◆ TASK STATEMENT:
Begin with the first line of the entries below and reproduce each line exactly, ending with the line that holds "external media asset.".

◆ MATERIAL PROVIDED:

|---|

use bson::oid::ObjectId;
use bson::serde_helpers::serialize_object_id_as_hex_string;
use chrono::{DateTime, Utc};
use serde::{Deserialize, Serialize};

use crate::error::DomainError;

/// Maximum title length, counted after trimming.
pub const TITLE_MAX_LEN: usize = 80;
/// Maximum author length, counted after trimming.
pub const AUTHOR_MAX_LEN: usize = 30;
/// Maximum excerpt length, counted after trimming.
pub const EXCERPT_MAX_LEN: usize = 250;

/// Reference to an external media asset.
#[derive(Debug, Clone, PartialEq, Eq, Serialize, Deserialize)]
pub struct MediaRef {
    pub url: String,
}

/// Post entity - a stored article.
///
/// Optional fields are either wholly absent or carry a non-blank trimmed
/// value; the normalizer never stores an empty-string or empty-object
/// placeholder. `id` and `date` are assigned once at creation and never
/// change afterwards.
#[derive(Debug, Clone, PartialEq, Serialize)]
#[serde(rename_all = "camelCase")]
pub struct Post {
    /// Store-assigned identifier. Serialized as the 24-char hex string under
    /// `_id`, the external representation API callers see.
    #[serde(rename = "_id", serialize_with = "serialize_object_id_as_hex_string")]
    pub id: ObjectId,
    pub title: String,
    pub author: String,
    pub content: String,
    #[serde(skip_serializing_if = "Option::is_none")]
    pub excerpt: Option<String>,
    #[serde(skip_serializing_if = "Option::is_none")]
    pub cover_image: Option<MediaRef>,
    #[serde(skip_serializing_if = "Option::is_none")]
    pub cover_video: Option<MediaRef>,
    /// Creation instant. Reflects when the record was created, not when it
    /// was last updated.
    pub date: DateTime<Utc>,
}

/// Canonical record awaiting a store-assigned identifier.
#[derive(Debug, Clone, PartialEq)]
pub struct NewPost {
    pub title: String,
    pub author: String,
    pub content: String,
    pub excerpt: Option<String>,
    pub cover_image: Option<MediaRef>,
    pub cover_video: Option<MediaRef>,
    pub date: DateTime<Utc>,
}

impl NewPost {
    /// Attach a store-assigned id, yielding the persisted form.
    pub fn into_post(self, id: ObjectId) -> Post {
        Post {
            id,
            title: self.title,
            author: self.author,
            content: self.content,
            excerpt: self.excerpt,
            cover_image: self.cover_image,
            cover_video: self.cover_video,
            date: self.date,
        }
    }
}

/// Untrusted creation payload, prior to normalization.
#[derive(Debug, Clone, Default, Deserialize)]
#[serde(rename_all = "camelCase")]
pub struct PostDraft {
    pub title: String,
    pub author: String,
    pub content: String,
    #[serde(default)]
    pub excerpt: Option<String>,
    #[serde(default)]
    pub cover_image: Option<MediaRef>,
    #[serde(default)]
    pub cover_video: Option<MediaRef>,
}

impl PostDraft {
    /// Check the field constraints against the trimmed values.
    pub fn validate(&self) -> Result<(), DomainError> {
        let title = self.title.trim();
        if title.is_empty() {
            return Err(DomainError::Validation("title must not be empty".into()));
        }
        if title.chars().count() > TITLE_MAX_LEN {
            return Err(DomainError::Validation(format!(
                "title must be at most {TITLE_MAX_LEN} characters"
            )));
        }

        let author = self.author.trim();
        if author.is_empty() {
            return Err(DomainError::Validation("author must not be empty".into()));
        }
        if author.chars().count() > AUTHOR_MAX_LEN {
            return Err(DomainError::Validation(format!(
                "author must be at most {AUTHOR_MAX_LEN} characters"
            )));
        }

        if let Some(excerpt) = &self.excerpt {
            if excerpt.trim().chars().count() > EXCERPT_MAX_LEN {
                return Err(DomainError::Validation(format!(
                    "excerpt must be at most {EXCERPT_MAX_LEN} characters"
                )));
            }
        }

        Ok(())
    }

    /// Produce the canonical record: trim the text fields, drop optionals
    /// that are blank after trimming, stamp the creation instant.
    ///
    /// Pure function of the draft and `now`.
    pub fn normalize(self, now: DateTime<Utc>) -> NewPost {
        NewPost {
            title: self.title.trim().to_owned(),
            author: self.author.trim().to_owned(),
            content: self.content.trim().to_owned(),
            excerpt: self
                .excerpt
                .as_deref()
                .map(str::trim)
                .filter(|excerpt| !excerpt.is_empty())
                .map(str::to_owned),
            cover_image: normalize_media(self.cover_image),
            cover_video: normalize_media(self.cover_video),
            date: now,
        }
    }
}

fn normalize_media(media: Option<MediaRef>) -> Option<MediaRef> {
    media.and_then(|media| {
        let url = media.url.trim();
        if url.is_empty() {
            None
        } else {
            Some(MediaRef {
                url: url.to_owned(),
            })
        }
    })
}

/// Partial update to a post, merged `$set`-style into the stored record.
///
/// Only mutable fields are expressible here, so an identifier carried in an
/// inbound payload has nowhere to land and is discarded before persistence.
/// Patches are applied as given - they are not re-normalized like drafts.
#[derive(Debug, Clone, Default, PartialEq, Serialize, Deserialize)]
#[serde(rename_all = "camelCase")]
pub struct PostPatch {
    #[serde(default, skip_serializing_if = "Option::is_none")]
    pub title: Option<String>,
    #[serde(default, skip_serializing_if = "Option::is_none")]
    pub author: Option<String>,
    #[serde(default, skip_serializing_if = "Option::is_none")]
    pub content: Option<String>,
    #[serde(default, skip_serializing_if = "Option::is_none")]
    pub excerpt: Option<String>,
    #[serde(default, skip_serializing_if = "Option::is_none")]
    pub cover_image: Option<MediaRef>,
    #[serde(default, skip_serializing_if = "Option::is_none")]
    pub cover_video: Option<MediaRef>,
}

impl PostPatch {
    /// True when the patch carries no fields at all.
    pub fn is_empty(&self) -> bool {
        self.title.is_none()
            && self.author.is_none()
            && self.content.is_none()
            && self.excerpt.is_none()
            && self.cover_image.is_none()
            && self.cover_video.is_none()
    }

    /// Merge into `post`, replacing exactly the fields the patch carries.
    /// Returns whether anything actually changed.
    pub fn apply(&self, post: &mut Post) -> bool {
        let mut changed = false;

        if let Some(title) = &self.title {
            if &post.title != title {
                post.title = title.clone();
                changed = true;
            }
        }
        if let Some(author) = &self.author {
            if &post.author != author {
                post.author = author.clone();
                changed = true;
            }
        }
        if let Some(content) = &self.content {
            if &post.content != content {
                post.content = content.clone();
                changed = true;
            }
        }
        if let Some(excerpt) = &self.excerpt {
            if post.excerpt.as_ref() != Some(excerpt) {
                post.excerpt = Some(excerpt.clone());
                changed = true;
            }
        }
        if let Some(image) = &self.cover_image {
            if post.cover_image.as_ref() != Some(image) {
                post.cover_image = Some(image.clone());
                changed = true;
            }
        }
        if let Some(video) = &self.cover_video {
            if post.cover_video.as_ref() != Some(video) {
                post.cover_video = Some(video.clone());
                changed = true;
            }
        }

        changed
    }
}
//! Notification sink clients.

mod webhook;

pub use webhook::WebhookNotifier;

use async_trait::async_trait;

use quill_core::ports::{LifecycleNotice, Notifier, NotifyError};

/// Notifier used when no sink is configured - every notice is silently
/// dropped, which is a no-op rather than an error.
pub struct NoopNotifier;

#[async_trait]
impl Notifier for NoopNotifier {
    async fn notify(&self, _notice: LifecycleNotice) -> Result<(), NotifyError> {
        Ok(())
    }
}
//! Webhook notifier - delivers lifecycle notices to an external log sink.

use std::time::Duration;

use async_trait::async_trait;

use quill_core::ports::{LifecycleNotice, Notifier, NotifyError};

/// Bound on a single delivery attempt so a slow or unreachable sink cannot
/// accumulate unbounded in-flight dispatch tasks.
const DELIVERY_TIMEOUT: Duration = Duration::from_secs(5);

/// Notifier that POSTs each notice as JSON to `<base>/logs`.
pub struct WebhookNotifier {
    endpoint: String,
    client: reqwest::Client,
}

impl WebhookNotifier {
    pub fn new(base_url: &str) -> Self {
        let client = reqwest::Client::builder()
            .timeout(DELIVERY_TIMEOUT)
            .build()
            .unwrap_or_else(|_| reqwest::Client::new());

        Self {
            endpoint: format!("{}/logs", base_url.trim_end_matches('/')),
            client,
        }
    }
}

#[async_trait]
impl Notifier for WebhookNotifier {
    async fn notify(&self, notice: LifecycleNotice) -> Result<(), NotifyError> {
        let response = self
            .client
            .post(&self.endpoint)
            .json(&notice)
            .send()
            .await
            .map_err(|e| NotifyError::Delivery(e.to_string()))?;

        if !response.status().is_success() {
            return Err(NotifyError::Delivery(format!(
                "sink responded with {}",
                response.status()
            )));
        }

        Ok(())
    }
}

#[cfg(test)]
mod tests {
    use super::*;

    #[test]
    fn endpoint_tolerates_trailing_slashes() {
        let notifier = WebhookNotifier::new("http://sink.local:3002///");
        assert_eq!(notifier.endpoint, "http://sink.local:3002/logs");

        let notifier = WebhookNotifier::new("http://sink.local:3002");
        assert_eq!(notifier.endpoint, "http://sink.local:3002/logs");
    }
}
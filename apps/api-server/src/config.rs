//! Application configuration loaded from environment variables.

use std::env;

use quill_infra::store::StoreConfig;

/// Database name used when `MONGODB_DB` is unset.
const DEFAULT_DATABASE: &str = "quill";

/// Application configuration.
///
/// Environment variables and their defaults:
/// - `HOST` - bind address, default `127.0.0.1`
/// - `PORT` - bind port, default `3001`
/// - `MONGODB_URI` (or `MONGO_URI`) - store connection string; unset runs
///   the server on the in-memory store
/// - `MONGODB_DB` (or `MONGO_DB`) - database name, default `quill`
/// - `NOTIFIER_URL` - base URL of the log sink; unset disables dispatch
#[derive(Debug, Clone)]
pub struct AppConfig {
    pub host: String,
    pub port: u16,
    pub store: Option<StoreConfig>,
    pub notifier_url: Option<String>,
}

impl AppConfig {
    /// Load configuration from environment variables.
    pub fn from_env() -> Self {
        let store = env::var("MONGODB_URI")
            .or_else(|_| env::var("MONGO_URI"))
            .ok()
            .map(|uri| StoreConfig {
                uri,
                database: env::var("MONGODB_DB")
                    .or_else(|_| env::var("MONGO_DB"))
                    .unwrap_or_else(|_| DEFAULT_DATABASE.to_string()),
            });

        let notifier_url = env::var("NOTIFIER_URL")
            .ok()
            .filter(|url| !url.trim().is_empty());

        Self {
            host: env::var("HOST").unwrap_or_else(|_| "127.0.0.1".to_string()),
            port: env::var("PORT")
                .ok()
                .and_then(|p| p.parse().ok())
                .unwrap_or(3001),
            store,
            notifier_url,
        }
    }
}
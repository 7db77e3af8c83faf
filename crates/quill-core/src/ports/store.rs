use async_trait::async_trait;
use bson::oid::ObjectId;

use crate::domain::{NewPost, Post, PostPatch};
use crate::error::StoreError;

/// Result of a partial update.
///
/// Not-found is decided on `matched`, never on `modified`: a patch that
/// matches a document but changes nothing is still a successful update.
#[derive(Debug, Clone, Copy, PartialEq, Eq)]
pub struct UpdateOutcome {
    /// Documents matching the identifier (0 or 1).
    pub matched: u64,
    /// Documents the patch actually changed.
    pub modified: u64,
}

/// Post store - abstraction over the document collection holding posts.
#[async_trait]
pub trait PostStore: Send + Sync {
    /// Insert a canonical record and return the store-assigned id.
    async fn insert(&self, post: NewPost) -> Result<ObjectId, StoreError>;

    /// Every stored post, in whatever order the store returns them.
    async fn find_all(&self) -> Result<Vec<Post>, StoreError>;

    /// Look up a single post by its native id.
    async fn find_by_id(&self, id: ObjectId) -> Result<Option<Post>, StoreError>;

    /// Merge the patch into the matching document. Fields absent from the
    /// patch are left untouched.
    async fn update_by_id(
        &self,
        id: ObjectId,
        patch: PostPatch,
    ) -> Result<UpdateOutcome, StoreError>;

    /// Delete the matching document, returning how many were removed.
    async fn delete_by_id(&self, id: ObjectId) -> Result<u64, StoreError>;

    /// Round-trip liveness check against the backing store.
    async fn ping(&self) -> Result<(), StoreError>;
}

|---|

◆ RESPONSE:
use bson::oid::ObjectId;
use bson::serde_helpers::serialize_object_id_as_hex_string;
use chrono::{DateTime, Utc};
use serde::{Deserialize, Serialize};

use crate::error::DomainError;

/// Maximum title length, counted after trimming.
pub const TITLE_MAX_LEN: usize = 80;
/// Maximum author length, counted after trimming.
pub const AUTHOR_MAX_LEN: usize = 30;
/// Maximum excerpt length, counted after trimming.
pub const EXCERPT_MAX_LEN: usize = 250;

/// Reference to an external media asset.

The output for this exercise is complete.